**Information shown**
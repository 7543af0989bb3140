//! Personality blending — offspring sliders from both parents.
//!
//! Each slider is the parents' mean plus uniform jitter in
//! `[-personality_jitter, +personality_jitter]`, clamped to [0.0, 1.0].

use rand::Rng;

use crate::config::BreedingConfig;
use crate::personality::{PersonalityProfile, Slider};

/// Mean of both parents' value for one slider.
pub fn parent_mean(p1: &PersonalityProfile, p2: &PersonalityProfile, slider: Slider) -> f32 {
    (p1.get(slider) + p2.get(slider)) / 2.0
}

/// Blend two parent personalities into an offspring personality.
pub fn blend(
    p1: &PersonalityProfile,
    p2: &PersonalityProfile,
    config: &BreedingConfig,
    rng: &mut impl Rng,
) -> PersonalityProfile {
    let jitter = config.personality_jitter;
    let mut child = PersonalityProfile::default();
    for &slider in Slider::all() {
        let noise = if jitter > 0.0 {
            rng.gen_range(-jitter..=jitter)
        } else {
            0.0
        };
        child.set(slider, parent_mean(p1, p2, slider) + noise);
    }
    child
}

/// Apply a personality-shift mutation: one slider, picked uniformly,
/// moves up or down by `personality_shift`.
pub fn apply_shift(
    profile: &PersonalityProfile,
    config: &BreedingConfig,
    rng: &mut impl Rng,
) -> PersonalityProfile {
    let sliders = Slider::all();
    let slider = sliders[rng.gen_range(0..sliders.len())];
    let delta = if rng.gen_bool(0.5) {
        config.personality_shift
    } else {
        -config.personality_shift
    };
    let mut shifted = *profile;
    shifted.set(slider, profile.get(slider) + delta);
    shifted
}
==
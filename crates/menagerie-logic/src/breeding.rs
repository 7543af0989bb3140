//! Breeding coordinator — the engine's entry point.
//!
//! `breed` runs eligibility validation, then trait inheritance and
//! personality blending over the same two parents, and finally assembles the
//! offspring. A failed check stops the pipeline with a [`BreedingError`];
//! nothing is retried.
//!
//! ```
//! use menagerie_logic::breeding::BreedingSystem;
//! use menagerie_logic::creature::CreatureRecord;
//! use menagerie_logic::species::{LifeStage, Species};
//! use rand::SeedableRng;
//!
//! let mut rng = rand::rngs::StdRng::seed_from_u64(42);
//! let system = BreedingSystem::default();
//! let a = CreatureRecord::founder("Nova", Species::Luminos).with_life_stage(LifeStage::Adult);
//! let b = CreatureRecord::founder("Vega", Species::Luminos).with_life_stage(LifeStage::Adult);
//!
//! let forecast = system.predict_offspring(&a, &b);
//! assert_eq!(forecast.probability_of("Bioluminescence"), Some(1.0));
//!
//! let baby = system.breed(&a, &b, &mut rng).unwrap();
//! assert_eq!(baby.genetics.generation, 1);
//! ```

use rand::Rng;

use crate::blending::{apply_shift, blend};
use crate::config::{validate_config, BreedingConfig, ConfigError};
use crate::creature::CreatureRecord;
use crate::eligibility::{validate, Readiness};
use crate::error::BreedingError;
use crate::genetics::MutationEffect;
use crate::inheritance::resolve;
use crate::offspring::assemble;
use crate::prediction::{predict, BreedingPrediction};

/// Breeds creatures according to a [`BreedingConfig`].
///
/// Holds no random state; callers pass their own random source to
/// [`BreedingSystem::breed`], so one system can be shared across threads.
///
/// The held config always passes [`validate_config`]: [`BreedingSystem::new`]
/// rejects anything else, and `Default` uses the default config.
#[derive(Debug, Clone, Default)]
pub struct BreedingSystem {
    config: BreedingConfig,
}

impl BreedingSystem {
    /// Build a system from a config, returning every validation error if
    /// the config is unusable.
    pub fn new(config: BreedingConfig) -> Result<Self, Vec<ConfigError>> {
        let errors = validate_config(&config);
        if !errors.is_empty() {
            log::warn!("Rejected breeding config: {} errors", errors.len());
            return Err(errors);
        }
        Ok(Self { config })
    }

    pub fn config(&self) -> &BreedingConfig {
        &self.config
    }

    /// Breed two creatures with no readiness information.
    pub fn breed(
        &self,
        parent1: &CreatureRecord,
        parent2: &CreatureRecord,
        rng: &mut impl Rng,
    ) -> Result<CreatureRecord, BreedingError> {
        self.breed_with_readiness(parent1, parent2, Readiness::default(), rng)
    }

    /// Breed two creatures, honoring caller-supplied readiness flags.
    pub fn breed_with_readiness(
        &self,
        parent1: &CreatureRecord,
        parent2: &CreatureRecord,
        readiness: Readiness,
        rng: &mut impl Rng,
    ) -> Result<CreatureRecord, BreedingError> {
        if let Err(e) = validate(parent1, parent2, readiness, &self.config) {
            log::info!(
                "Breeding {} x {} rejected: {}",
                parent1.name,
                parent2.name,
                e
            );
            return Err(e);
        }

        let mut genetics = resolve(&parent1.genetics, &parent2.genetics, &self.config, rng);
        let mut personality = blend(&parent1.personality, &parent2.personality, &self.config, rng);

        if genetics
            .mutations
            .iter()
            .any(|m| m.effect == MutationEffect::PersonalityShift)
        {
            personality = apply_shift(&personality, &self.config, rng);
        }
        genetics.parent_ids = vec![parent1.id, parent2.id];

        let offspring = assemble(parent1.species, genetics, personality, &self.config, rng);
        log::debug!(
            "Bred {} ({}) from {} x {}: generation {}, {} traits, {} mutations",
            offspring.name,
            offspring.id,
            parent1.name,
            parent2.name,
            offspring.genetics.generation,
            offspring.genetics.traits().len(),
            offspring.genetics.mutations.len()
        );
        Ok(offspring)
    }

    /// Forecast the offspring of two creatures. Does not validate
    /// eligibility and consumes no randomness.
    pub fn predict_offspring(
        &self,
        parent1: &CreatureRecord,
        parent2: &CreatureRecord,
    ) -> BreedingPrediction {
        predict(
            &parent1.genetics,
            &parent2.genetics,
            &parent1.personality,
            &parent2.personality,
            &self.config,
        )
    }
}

**Goal of the exercise**
A single number is required: the count of lines in the data above that include the string "MutationEffect".

**Solved problem**
2